Edit: looking closer at the question, it looks like Umbrella might actually work for that too:
// Or DateTime.Now.PreviousDay(DayOfWeek.Monday)
DateTime monday = DateTime.Now.PreviousMonday();
DateTime sunday = DateTime.Now.PreviousSunday();
Although it's worth noting that if you ask for the previous Monday on a Monday, it'll give you seven days back. But this is also true if you use BeginningOfWeek, which seems like a bug :(.

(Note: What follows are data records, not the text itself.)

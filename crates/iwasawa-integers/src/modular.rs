//! Modular arithmetic toolkit.
//!
//! Free functions over [`Integer`] for the number theory the p-adic
//! layers are built from: square roots modulo primes (Tonelli–Shanks)
//! and prime powers (Hensel lifting), Teichmüller representatives,
//! primitive roots, the Chinese remainder theorem and small-integer
//! factorization.
//!
//! Moduli here are runtime values (`p^N` grows with the requested
//! precision), so everything works on big integers rather than a
//! const-generic machine-word modulus.

use num_traits::{One, Zero};

use crate::Integer;

/// Computes `base^exp (mod modulus)` by binary exponentiation.
///
/// # Panics
///
/// Panics if `exp` is negative or `modulus` is not positive.
#[must_use]
pub fn mod_pow(base: &Integer, exp: &Integer, modulus: &Integer) -> Integer {
    base.pow_mod(exp, modulus)
}

/// Computes the inverse of `a` modulo `modulus`.
///
/// Returns `None` when `gcd(a, modulus) != 1`.
#[must_use]
pub fn mod_inverse(a: &Integer, modulus: &Integer) -> Option<Integer> {
    a.mod_inverse(modulus)
}

/// Splits a non-zero integer as `p^v * u` with `p` not dividing `u`.
///
/// Returns the pair `(v, u)`.
///
/// # Panics
///
/// Panics if `x` is zero or `p < 2`.
#[must_use]
pub fn int_valuation(x: &Integer, p: u64) -> (usize, Integer) {
    assert!(!x.is_zero(), "valuation of zero is undefined");
    assert!(p >= 2, "p must be >= 2");
    let p = Integer::from(p);
    let mut v = 0;
    let mut u = x.clone();
    while u.is_divisible_by(&p) {
        u = u / &p;
        v += 1;
    }
    (v, u)
}

/// Computes the Legendre symbol `(a|p)` for an odd prime `p`.
///
/// Returns 0 when `p | a`, +1 for quadratic residues, −1 otherwise.
#[must_use]
pub fn legendre_symbol(a: &Integer, p: u64) -> i8 {
    let p_int = Integer::from(p);
    let a = a.rem_euclid(&p_int);
    if a.is_zero() {
        return 0;
    }
    let exp = Integer::from((p - 1) / 2);
    let r = a.pow_mod(&exp, &p_int);
    if r.is_one() {
        1
    } else {
        -1
    }
}

/// Returns true if `a` is a square modulo the odd prime `p`.
#[must_use]
pub fn is_quadratic_residue(a: &Integer, p: u64) -> bool {
    legendre_symbol(a, p) == 1
}

/// Computes a square root of `a` modulo a prime `p` by Tonelli–Shanks.
///
/// Returns `None` when no root exists. For `p = 2` the root is the
/// residue itself; `p ≡ 3 (mod 4)` uses the direct exponent shortcut.
#[must_use]
pub fn sqrt_mod_prime(a: &Integer, p: u64) -> Option<Integer> {
    let p_int = Integer::from(p);
    let a = a.rem_euclid(&p_int);
    if a.is_zero() {
        return Some(Integer::zero());
    }
    if p == 2 {
        return Some(a);
    }
    if legendre_symbol(&a, p) != 1 {
        return None;
    }
    if p % 4 == 3 {
        let exp = Integer::from((p + 1) / 4);
        return Some(a.pow_mod(&exp, &p_int));
    }

    // Write p - 1 = q * 2^s with q odd.
    let mut q = p - 1;
    let mut s = 0u32;
    while q % 2 == 0 {
        q /= 2;
        s += 1;
    }

    // Find a quadratic non-residue z.
    let mut z = 2u64;
    while legendre_symbol(&Integer::from(z), p) != -1 {
        z += 1;
    }

    let q_int = Integer::from(q);
    let mut m = s;
    let mut c = Integer::from(z).pow_mod(&q_int, &p_int);
    let mut t = a.pow_mod(&q_int, &p_int);
    let mut r = a.pow_mod(&Integer::from((q + 1) / 2), &p_int);

    while !t.is_one() {
        // Smallest i with t^(2^i) = 1.
        let mut i = 0u32;
        let mut t2 = t.clone();
        while !t2.is_one() {
            t2 = (&t2 * &t2).rem_euclid(&p_int);
            i += 1;
        }

        let mut b = c;
        for _ in 0..(m - i - 1) {
            b = (&b * &b).rem_euclid(&p_int);
        }

        m = i;
        c = (&b * &b).rem_euclid(&p_int);
        t = (&t * &c).rem_euclid(&p_int);
        r = (&r * &b).rem_euclid(&p_int);
    }

    Some(r)
}

/// Computes a square root of `a` modulo `p^n` by Tonelli–Shanks at
/// precision 1 followed by one linear Hensel step per digit.
///
/// `a` must be coprime to `p`; for `p = 2` it must satisfy
/// `a = 1 (mod 8)` (with `n >= 3`; lower precisions reduce the
/// condition accordingly). Returns `None` when no root exists.
#[must_use]
pub fn sqrt_mod_prime_power(a: &Integer, p: u64, n: usize) -> Option<Integer> {
    assert!(n >= 1, "precision must be >= 1");
    let p_int = Integer::from(p);
    let modulus = p_int.pow(u32::try_from(n).expect("precision fits u32"));
    let a = a.rem_euclid(&modulus);

    if p == 2 {
        // Units of Z_2 are squares exactly when they are 1 mod 8.
        if a.is_divisible_by(&p_int) {
            return None;
        }
        if n == 2 && a.rem_euclid(&Integer::from(4u64)) != Integer::one() {
            return None;
        }
        if n >= 3 && a.rem_euclid(&Integer::from(8u64)) != Integer::one() {
            return None;
        }
        let mut root = Integer::one();
        for k in 3..n {
            let pk1 = p_int.pow(u32::try_from(k + 1).expect("precision fits u32"));
            let check = (&(&root * &root) - &a).rem_euclid(&pk1);
            if !check.is_zero() {
                root = root + p_int.pow(u32::try_from(k - 1).expect("precision fits u32"));
            }
        }
        return Some(root.rem_euclid(&modulus));
    }

    let mut root = sqrt_mod_prime(&a, p)?;
    if root.is_zero() {
        return if a.is_zero() { Some(root) } else { None };
    }
    for k in 1..n {
        let pk = p_int.pow(u32::try_from(k).expect("precision fits u32"));
        let pk1 = &pk * &p_int;
        let f = (&(&root * &root) - &a).rem_euclid(&pk1);
        if !f.is_zero() {
            // root <- root - (f / p^k) * (2 root)^{-1} * p^k  (mod p^{k+1})
            let two_root_inv = (Integer::new(2) * &root).mod_inverse(&p_int)?;
            let correction = ((f / &pk) * &two_root_inv).rem_euclid(&p_int);
            root = (root - correction * pk).rem_euclid(&pk1);
        }
    }
    Some(root.rem_euclid(&modulus))
}

/// Computes the Teichmüller representative of `a` modulo `p^n`: the
/// unique `(p−1)`-th root of unity in `Z_p` congruent to `a` mod `p`
/// (zero when `p | a`).
///
/// Iterates `a <- a^p (mod p^n)` to its fixed point; each step gains at
/// least one digit, so at most `n` iterations run.
#[must_use]
pub fn teichmuller_lift(a: &Integer, p: u64, n: usize) -> Integer {
    let modulus = Integer::from(p).pow(u32::try_from(n).expect("precision fits u32"));
    let p_exp = Integer::from(p);
    let mut x = a.rem_euclid(&modulus);
    for _ in 0..=n {
        let y = x.pow_mod(&p_exp, &modulus);
        if y == x {
            break;
        }
        x = y;
    }
    x
}

/// Finds the least primitive root modulo an odd prime `p`.
///
/// # Panics
///
/// Panics if `p < 3` or `p` is not prime (the search would not
/// terminate correctly).
#[must_use]
pub fn primitive_root(p: u64) -> u64 {
    assert!(p >= 3, "primitive roots are searched for odd primes only");
    let factors = factorize(p - 1);
    let p_int = Integer::from(p);
    'candidate: for g in 2..p {
        for &(q, _) in &factors {
            let exp = Integer::from((p - 1) / q);
            if Integer::from(g).pow_mod(&exp, &p_int).is_one() {
                continue 'candidate;
            }
        }
        return g;
    }
    unreachable!("every prime has a primitive root");
}

/// Finds a generator of `(Z/p^k Z)*` for an odd prime `p`.
///
/// A primitive root `g` mod `p` generates mod every `p^k` unless
/// `g^{p−1} = 1 (mod p^2)`, in which case `g + p` does.
#[must_use]
pub fn primitive_root_mod_prime_power(p: u64, k: u32) -> u64 {
    let g = primitive_root(p);
    if k == 1 {
        return g;
    }
    let p2 = Integer::from(p).pow(2);
    let exp = Integer::from(p - 1);
    if Integer::from(g).pow_mod(&exp, &p2).is_one() {
        g + p
    } else {
        g
    }
}

/// Solves a system of congruences `x = r_i (mod m_i)` by the Chinese
/// remainder theorem.
///
/// The moduli must be pairwise coprime; returns `None` otherwise (or
/// when the list is empty). The result is reduced modulo the product of
/// the moduli.
#[must_use]
pub fn crt(congruences: &[(Integer, Integer)]) -> Option<Integer> {
    let (first, rest) = congruences.split_first()?;
    let mut x = first.0.rem_euclid(&first.1);
    let mut m = first.1.clone();
    for (r, modulus) in rest {
        // x + m*t = r (mod modulus)  =>  t = (r - x) * m^{-1}
        let m_inv = m.mod_inverse(modulus)?;
        let t = ((r - &x) * m_inv).rem_euclid(modulus);
        x = x + &m * &t;
        m = &m * modulus;
        x = x.rem_euclid(&m);
    }
    Some(x)
}

/// Factorizes a small integer by trial division.
///
/// Returns prime/exponent pairs in ascending prime order. The target
/// moduli of this library are small, so no sub-exponential method is
/// needed here.
#[must_use]
pub fn factorize(n: u64) -> Vec<(u64, u32)> {
    let mut factors = Vec::new();
    let mut n = n;
    let mut d = 2u64;
    while d * d <= n {
        if n % d == 0 {
            let mut e = 0;
            while n % d == 0 {
                n /= d;
                e += 1;
            }
            factors.push((d, e));
        }
        d += if d == 2 { 1 } else { 2 };
    }
    if n > 1 {
        factors.push((n, 1));
    }
    factors
}

/// Computes Euler's totient of a small integer.
#[must_use]
pub fn euler_phi(n: u64) -> u64 {
    factorize(n)
        .into_iter()
        .map(|(p, e)| p.pow(e - 1) * (p - 1))
        .product()
}

#[cfg(test)]
mod tests {
    use super::*;

    #[test]
    fn test_int_valuation() {
        let (v, u) = int_valuation(&Integer::new(392), 7); // 392 = 7^2 * 8
        assert_eq!(v, 2);
        assert_eq!(u.to_i64(), Some(8));

        let (v, u) = int_valuation(&Integer::new(-5), 5);
        assert_eq!(v, 1);
        assert_eq!(u.to_i64(), Some(-1));
    }

    #[test]
    fn test_legendre() {
        // Squares mod 7: 1, 2, 4
        assert_eq!(legendre_symbol(&Integer::new(2), 7), 1);
        assert_eq!(legendre_symbol(&Integer::new(3), 7), -1);
        assert_eq!(legendre_symbol(&Integer::new(14), 7), 0);
    }

    #[test]
    fn test_sqrt_mod_prime() {
        let r = sqrt_mod_prime(&Integer::new(2), 7).unwrap();
        let r = r.to_i64().unwrap();
        assert!(r == 3 || r == 4);

        assert!(sqrt_mod_prime(&Integer::new(3), 7).is_none());

        // p = 1 (mod 4) exercises the full Tonelli-Shanks loop
        let r = sqrt_mod_prime(&Integer::new(10), 13).unwrap();
        let r = r.to_i64().unwrap();
        assert_eq!((r * r) % 13, 10);
    }

    #[test]
    fn test_sqrt_mod_prime_power() {
        let n = 20;
        let m = Integer::from(7u64).pow(n);
        let r = sqrt_mod_prime_power(&Integer::new(2), 7, n as usize).unwrap();
        assert_eq!((&r * &r).rem_euclid(&m).to_i64(), Some(2));

        // 17 = 1 (mod 8) is a 2-adic square
        let m2 = Integer::from(2u64).pow(12);
        let r = sqrt_mod_prime_power(&Integer::new(17), 2, 12).unwrap();
        assert_eq!((&r * &r).rem_euclid(&m2).to_i64(), Some(17));

        // 3 = 3 (mod 8) is not
        assert!(sqrt_mod_prime_power(&Integer::new(3), 2, 12).is_none());
    }

    #[test]
    fn test_teichmuller() {
        let p = 7u64;
        let n = 10;
        let m = Integer::from(p).pow(n);
        for a in 1..7i64 {
            let w = teichmuller_lift(&Integer::new(a), p, n as usize);
            // omega(a)^(p-1) = 1 exactly
            assert!(w.pow_mod(&Integer::from(p - 1), &m).is_one());
            // omega(a) = a (mod p)
            assert_eq!(
                w.rem_euclid(&Integer::from(p)),
                Integer::new(a).rem_euclid(&Integer::from(p))
            );
            // idempotent
            assert_eq!(teichmuller_lift(&w, p, n as usize), w);
        }
        // omega(0) = 0
        assert!(teichmuller_lift(&Integer::new(7), p, 3).is_divisible_by(&Integer::from(p)));
    }

    #[test]
    fn test_primitive_root() {
        assert_eq!(primitive_root(7), 3);
        assert_eq!(primitive_root(5), 2);
        // Order of the returned generator is exactly p - 1
        let p = 23u64;
        let g = primitive_root(p);
        let p_int = Integer::from(p);
        let mut seen = 1u64;
        let mut x = Integer::from(g);
        while !x.is_one() {
            x = (x * Integer::from(g)).rem_euclid(&p_int);
            seen += 1;
        }
        assert_eq!(seen, p - 1);
    }

    #[test]
    fn test_crt() {
        let x = crt(&[
            (Integer::new(2), Integer::new(3)),
            (Integer::new(3), Integer::new(5)),
            (Integer::new(2), Integer::new(7)),
        ])
        .unwrap();
        assert_eq!(x.to_i64(), Some(23));

        // Non-coprime moduli fail
        assert!(crt(&[
            (Integer::new(1), Integer::new(4)),
            (Integer::new(2), Integer::new(6)),
        ])
        .is_none());
    }

    #[test]
    fn test_factorize_phi() {
        assert_eq!(factorize(360), vec![(2, 3), (3, 2), (5, 1)]);
        assert_eq!(factorize(97), vec![(97, 1)]);
        assert_eq!(euler_phi(1), 1);
        assert_eq!(euler_phi(8), 4);
        assert_eq!(euler_phi(360), 96);
    }
}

Following on from Compile This' answer, use the following method to obtain the date for any day of the week:
public static DateTime GetDayOfWeek(DateTime dateTime, DayOfWeek dayOfWeek)
{
var monday = dateTime.Date.AddDays((7 + (dateTime.DayOfWeek - DayOfWeek.Monday) % 7) * -1);
var diff = dayOfWeek - DayOfWeek.Monday;
if (diff == -1)
{
diff = 6;
}
return monday.AddDays(diff);
}
This will return both the beginning of the week and the end of the week dates:
private string[] GetWeekRange(DateTime dateToCheck)
{
string[] result = new string[2];
TimeSpan duration = new TimeSpan(0, 0, 0, 0); //One day
DateTime dateRangeBegin = dateToCheck;
DateTime dateRangeEnd = DateTime.Today.Add(duration);
dateRangeBegin = dateToCheck.AddDays(-(int)dateToCheck.DayOfWeek);
dateRangeEnd = dateToCheck.AddDays(6 - (int)dateToCheck.DayOfWeek);
result[0] = dateRangeBegin.Date.ToString();
result[1] = dateRangeEnd.Date.ToString();
return result;
}
I have posted the complete code for calculating the begin/end of week, month, quarter and year on my blog
ZamirsBlog
Calculating this way lets you choose which day of the week indicates the start of a new week (in the example I chose Monday).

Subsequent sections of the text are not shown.